31 December 2009

Parenting


As I write this, I can look out the window of my parents' back porch and see snow falling in fat fluffy flakes on the evergreens. Not ten feet from me (although with a door in between), there is a bright red cardinal pecking at the seed and suet block my parents have hung up as a bird feeder. He is MASSIVE, and I wish my father were awake to see him.

As you may have guessed, I am at Parentshome. Neither of my parents is awake yet, because who gets up at 8 in the morning when they don't have to, except for people who are trying to reduce their return jet lag by vaguely adhering to British time? So I get up between 7 and 8, and am hoping to until I leave four days from now.
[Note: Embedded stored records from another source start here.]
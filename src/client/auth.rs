//! Authentication Module
//!
//! Token state and the single-flight refresh gate.
//!
//! When a request comes back 401 the caller asks the [`AuthGate`] for a token
//! to replay with. The first caller to arrive while no refresh is running
//! performs the refresh itself; callers arriving during the refresh park on a
//! oneshot channel and are woken, in arrival order, only after the new tokens
//! have been persisted. If the refresh fails the parked callers are dropped
//! without being replayed, the session is cleared and a single
//! [`SessionEvent::LoggedOut`] is broadcast.

use crate::client::config::Config;
use crate::client::local_db::{load_json, save_json, KeyValueStore};
use crate::client::transport::{ApiRequest, Method, RequestBody, Transport};
use serde::{Deserialize, Serialize};
use serde_json::json;
use std::sync::{Arc, PoisonError, RwLock};
use thiserror::Error;
use tokio::sync::{broadcast, oneshot, Mutex};

/// Storage key for the persisted tokens
pub const TOKEN_KEY: &str = "login_token";

const EVENT_CAPACITY: usize = 16;

/// Access/refresh token pair plus the account they belong to
#[derive(Debug, Clone, Serialize, Deserialize, PartialEq, Eq)]
#[serde(rename_all = "camelCase")]
pub struct AuthTokens {
    pub access_token: String,
    pub refresh_token: String,
    #[serde(default, skip_serializing_if = "Option::is_none")]
    pub account_number: Option<String>,
}

/// Authentication errors
#[derive(Debug, Error, Clone, PartialEq, Eq)]
pub enum AuthError {
    #[error("invalid account or password")]
    InvalidCredentials,

    #[error("account locked: {0}")]
    AccountLocked(String),

    #[error("password expired")]
    PasswordExpired,

    /// Refresh failed or the replay was rejected again; log in again
    #[error("session expired, please log in again")]
    SessionExpired,

    #[error("not logged in")]
    NotLoggedIn,

    #[error("token refresh failed: {0}")]
    RefreshFailed(String),

    #[error("token storage failed: {0}")]
    Storage(String),

    #[error("unexpected login response: {0}")]
    UnexpectedResponse(String),
}

impl AuthError {
    /// Map a login endpoint 401 body onto a credential error
    pub fn from_login_rejection(body: &str) -> Self {
        let body = body.trim();
        if body.contains("Account locked") {
            AuthError::AccountLocked(body.to_string())
        } else if body == "Password expired" {
            AuthError::PasswordExpired
        } else {
            AuthError::InvalidCredentials
        }
    }
}

/// Why a session ended
#[derive(Debug, Clone, Copy, PartialEq, Eq)]
pub enum LogoutReason {
    UserRequested,
    RefreshFailed,
}

/// Session lifecycle notifications
///
/// `LoggedOut { reason: RefreshFailed }` is the signal to send the user back
/// to the login screen.
#[derive(Debug, Clone, PartialEq, Eq)]
pub enum SessionEvent {
    LoggedIn { account_number: Option<String> },
    TokensRefreshed,
    LoggedOut { reason: LogoutReason },
}

/// Persisted token state
pub struct TokenStore {
    store: Arc<dyn KeyValueStore>,
    current: RwLock<Option<AuthTokens>>,
}

impl TokenStore {
    /// Empty token state backed by `store`
    pub fn new(store: Arc<dyn KeyValueStore>) -> Self {
        Self {
            store,
            current: RwLock::new(None),
        }
    }

    /// Token state restored from `store`
    pub async fn restore(store: Arc<dyn KeyValueStore>) -> Self {
        let tokens: Option<AuthTokens> = match load_json(store.as_ref(), TOKEN_KEY).await {
            Ok(tokens) => tokens,
            Err(e) => {
                // Signed out is recoverable by logging in again
                tracing::warn!("[AUTH] failed to read saved session: {}", e);
                None
            }
        };
        if tokens.is_some() {
            tracing::debug!("[AUTH] restored saved session");
        }
        Self {
            store,
            current: RwLock::new(tokens),
        }
    }

    pub fn tokens(&self) -> Option<AuthTokens> {
        self.current
            .read()
            .unwrap_or_else(PoisonError::into_inner)
            .clone()
    }

    pub fn access_token(&self) -> Option<String> {
        self.tokens()
            .map(|t| t.access_token)
            .filter(|t| !t.is_empty())
    }

    pub fn refresh_token(&self) -> Option<String> {
        self.tokens()
            .map(|t| t.refresh_token)
            .filter(|t| !t.is_empty())
    }

    pub fn is_logged_in(&self) -> bool {
        self.access_token().is_some()
    }

    /// Persist, then publish, new tokens
    pub async fn save(&self, tokens: AuthTokens) -> Result<(), AuthError> {
        save_json(self.store.as_ref(), TOKEN_KEY, &tokens)
            .await
            .map_err(|e| AuthError::Storage(e.to_string()))?;
        *self.current.write().unwrap_or_else(PoisonError::into_inner) = Some(tokens);
        Ok(())
    }

    /// Forget the session in memory and on disk
    pub async fn clear(&self) -> Result<(), AuthError> {
        *self.current.write().unwrap_or_else(PoisonError::into_inner) = None;
        self.store
            .remove(TOKEN_KEY)
            .await
            .map_err(|e| AuthError::Storage(e.to_string()))
    }
}

/// Refresh latch state
enum Phase {
    Idle,
    Refreshing {
        waiters: Vec<oneshot::Sender<String>>,
    },
}

/// Single-flight token refresh gate
pub struct AuthGate {
    config: Config,
    transport: Arc<dyn Transport>,
    tokens: Arc<TokenStore>,
    phase: Mutex<Phase>,
    events: broadcast::Sender<SessionEvent>,
}

impl AuthGate {
    pub fn new(config: Config, transport: Arc<dyn Transport>, tokens: Arc<TokenStore>) -> Self {
        let (events, _) = broadcast::channel(EVENT_CAPACITY);
        Self {
            config,
            transport,
            tokens,
            phase: Mutex::new(Phase::Idle),
            events,
        }
    }

    pub fn tokens(&self) -> &Arc<TokenStore> {
        &self.tokens
    }

    pub fn subscribe(&self) -> broadcast::Receiver<SessionEvent> {
        self.events.subscribe()
    }

    pub(crate) fn notify(&self, event: SessionEvent) {
        // No subscribers is fine
        let _ = self.events.send(event);
    }

    /// Token to replay a request with after it was rejected with 401
    ///
    /// `used_token` is the token the rejected request carried. If the current
    /// token already differs, another request refreshed in the meantime and
    /// the current token is returned straight away.
    pub async fn token_after_unauthorized(
        &self,
        used_token: Option<&str>,
    ) -> Result<String, AuthError> {
        let waiter = {
            let mut phase = self.phase.lock().await;
            match &mut *phase {
                Phase::Refreshing { waiters } => {
                    let (sender, receiver) = oneshot::channel();
                    waiters.push(sender);
                    tracing::debug!("[AUTH] refresh in flight, {} request(s) waiting", waiters.len());
                    Some(receiver)
                }
                Phase::Idle => {
                    if let Some(current) = self.tokens.access_token() {
                        if used_token != Some(current.as_str()) {
                            tracing::debug!("[AUTH] token already rotated, replaying");
                            return Ok(current);
                        }
                    }
                    *phase = Phase::Refreshing {
                        waiters: Vec::new(),
                    };
                    None
                }
            }
        };

        match waiter {
            // A dropped sender means the refresh failed
            Some(receiver) => receiver.await.map_err(|_| AuthError::SessionExpired),
            None => self.lead_refresh().await,
        }
    }

    async fn lead_refresh(&self) -> Result<String, AuthError> {
        let mut guard = RefreshGuard {
            phase: &self.phase,
            armed: true,
        };
        tracing::info!("[AUTH] access token expired, refreshing");
        let outcome = self.refresh().await;

        let waiters = {
            let mut phase = self.phase.lock().await;
            guard.armed = false;
            match std::mem::replace(&mut *phase, Phase::Idle) {
                Phase::Refreshing { waiters } => waiters,
                Phase::Idle => Vec::new(),
            }
        };

        match outcome {
            Ok(token) => {
                tracing::info!("[AUTH] token refreshed, replaying {} waiting request(s)", waiters.len());
                for waiter in waiters {
                    let _ = waiter.send(token.clone());
                }
                self.notify(SessionEvent::TokensRefreshed);
                Ok(token)
            }
            Err(e) => {
                tracing::error!(
                    "[AUTH] token refresh failed ({}), dropping {} waiting request(s)",
                    e,
                    waiters.len()
                );
                drop(waiters);
                self.end_session(LogoutReason::RefreshFailed).await;
                Err(AuthError::SessionExpired)
            }
        }
    }

    /// Call the refresh endpoint and persist the new pair
    async fn refresh(&self) -> Result<String, AuthError> {
        let previous = self.tokens.tokens();
        let refresh_token = previous
            .as_ref()
            .map(|t| t.refresh_token.clone())
            .filter(|t| !t.is_empty())
            .ok_or(AuthError::NotLoggedIn)?;

        let request = ApiRequest {
            url: self.config.refresh_url(),
            method: Method::Post,
            body: RequestBody::Json(json!({ "refreshToken": refresh_token })),
            bearer: None,
        };
        let response = self
            .transport
            .request(request)
            .await
            .map_err(|e| AuthError::RefreshFailed(e.to_string()))?;
        if response.status != 200 {
            return Err(AuthError::RefreshFailed(format!("status {}", response.status)));
        }

        let mut tokens: AuthTokens = serde_json::from_value(response.body)
            .map_err(|e| AuthError::RefreshFailed(e.to_string()))?;
        tokens.account_number = previous.and_then(|t| t.account_number);
        let access_token = tokens.access_token.clone();
        self.tokens.save(tokens).await?;
        Ok(access_token)
    }

    async fn end_session(&self, reason: LogoutReason) {
        if let Err(e) = self.tokens.clear().await {
            tracing::warn!("[AUTH] failed to clear tokens: {}", e);
        }
        self.notify(SessionEvent::LoggedOut { reason });
    }

    /// User-initiated logout
    pub async fn logout(&self) {
        tracing::info!("[AUTH] logging out");
        self.end_session(LogoutReason::UserRequested).await;
    }
}

/// Returns the latch to idle if a refresh is abandoned mid-flight
struct RefreshGuard<'a> {
    phase: &'a Mutex<Phase>,
    armed: bool,
}

impl Drop for RefreshGuard<'_> {
    fn drop(&mut self) {
        if self.armed {
            if let Ok(mut phase) = self.phase.try_lock() {
                *phase = Phase::Idle;
            }
        }
    }
}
My parents are glad to see me, and I am glad to see them. Nonetheless, it cannot be denied that my parents are, well...getting old. My father will be 80 next year, and that's just plain old. He's now very very deaf, and although his brain is very sharp in the present, his memory, simply in terms of remembering things that happened a few months ago, or in terms of remembering that he told you about things that happened a few months ago, is very bad (although now that I write that down, I see it's quite interesting: he certainly does remember some things that happened months ago. Which suggests that he retains the canonical memory structure - I remember those things that interest me - just in a naturally degrading form). He doesn't have Alzheimer's, that's for sure, but the memory and the ears are bad. My mother, meanwhile, has aged by becoming slightly deafer and more like a canonical old lady: she takes forever to do things (where she used to just take half of forever), and she is intensely worried about making people happy, so that even the most ephemeral of whims deserves half an hour to see if she can gratify it. Also, neither of them can drive at night along a route they don't know well. For the first time, they didn't pick me up at the airport.

This is all sobering. They are not at a stage yet where they need to be worried over, really, and they're certainly not at a stage where they need any kind of watching (and they would be livid at that suggestion), but they are at the stage where you need to start worrying about the time when they'll need to be worried over. For a long time I assumed that when they got old they would come live with me in a granny flat arrangement, but they've made it clear they don't want to do that, so I was pleased that when this time I suggested they might want to think about moving from this rather isolated suburb at least closer to the city, they said yes, it was possible. More people, more activities, less driving.

Actually, the driving deserves a little more discussion. I tried to get my driver's license renewed in time for it to arrive while I was here, but, alas, that did not work. This means that I cannot drive! And this means that if I want to go anywhere - which I do: there are Twinkies and peanut butter to buy! - I must be driven by a parent. And so far that parent has been my mother.


Reader, my mother has always been a bad driver. Now, there are many kinds of bad drivers. I myself, although not bad, am certainly a bit too quick, and sometimes more cavalier than I should be. But my mother has always been the worst kind of bad driver: the kind that calls itself "defensive," but really means "timid and hesitant." And now, now she has become a terrible driver. It's not enough to depress the brake - she must depress it firmly and abruptly, so that the car and everyone it lurches forward and then back. It's not enough to wait until there are no cars to make a turn - she must wait until there are no cars, but also a gap long enough that we can make the turn in the leisurely manner she chooses; as a result, there will be massive no-car gaps into which anyone could make a tidy left turn, but my mother will sit there watching the empty space because it "won't be big enough, I know." It' s not enough to drive the speed limit - she now drives a good five to ten miles under the speed limit. All that, and still when we pull into a slot space she misjudges every time and moves the car so far forward that the underside of the front bumper scrapes the divider. I am a terrible slot space parker: it takes me at least two goes to get in (fantastic parallel parker, though. Go figure). But even I, who am thus empathetic, cannot bear sitting there in the car with my mother as we inch into the slot (inch! that's what makes it so galling. There's plenty of time to judge, or to sense), just knowing that in a few moments I'll hear scraaape, "Sorry."

Still, the woman wants to buy me a new winter coat, and to pay for my continuing therapy, so I can't be too condemnatory. Oh, and, y'know, she gave me life.

Oh, well, I've had a problematic relationship with my mother ever since I started to grow up. When I was little, people used to tell me all the time that I looked like her, and relatives would remark on the similarity of our movements. This is great when you're 8, but when you want to be your own person that similarity turns into a kind of threat - "Will I just be my mother? Will people [will my mother] only ever see me as a replication of her?" And that's still floating around underneath, these days: I still retain an instinctive fear - although it only comes out at certain moments - that my mother is trying to control. I feel this not at all with my father, but then in many ways my father and I have much more similar personalities, quiet and gentle (although there's no doubt that it's the personality similarities between me and my mother that cause many of our difficulties) - and, of course, my father is much more passive than my mother, so he's unlikely to try to control me.

Well, I love them both very much, and they me. And, despite whatever complications, you can't say better than that.

And tonight I am off to Philadelphia's New Year's Eve milonga. Perhaps my driver's license will come, so I won't have to take the train.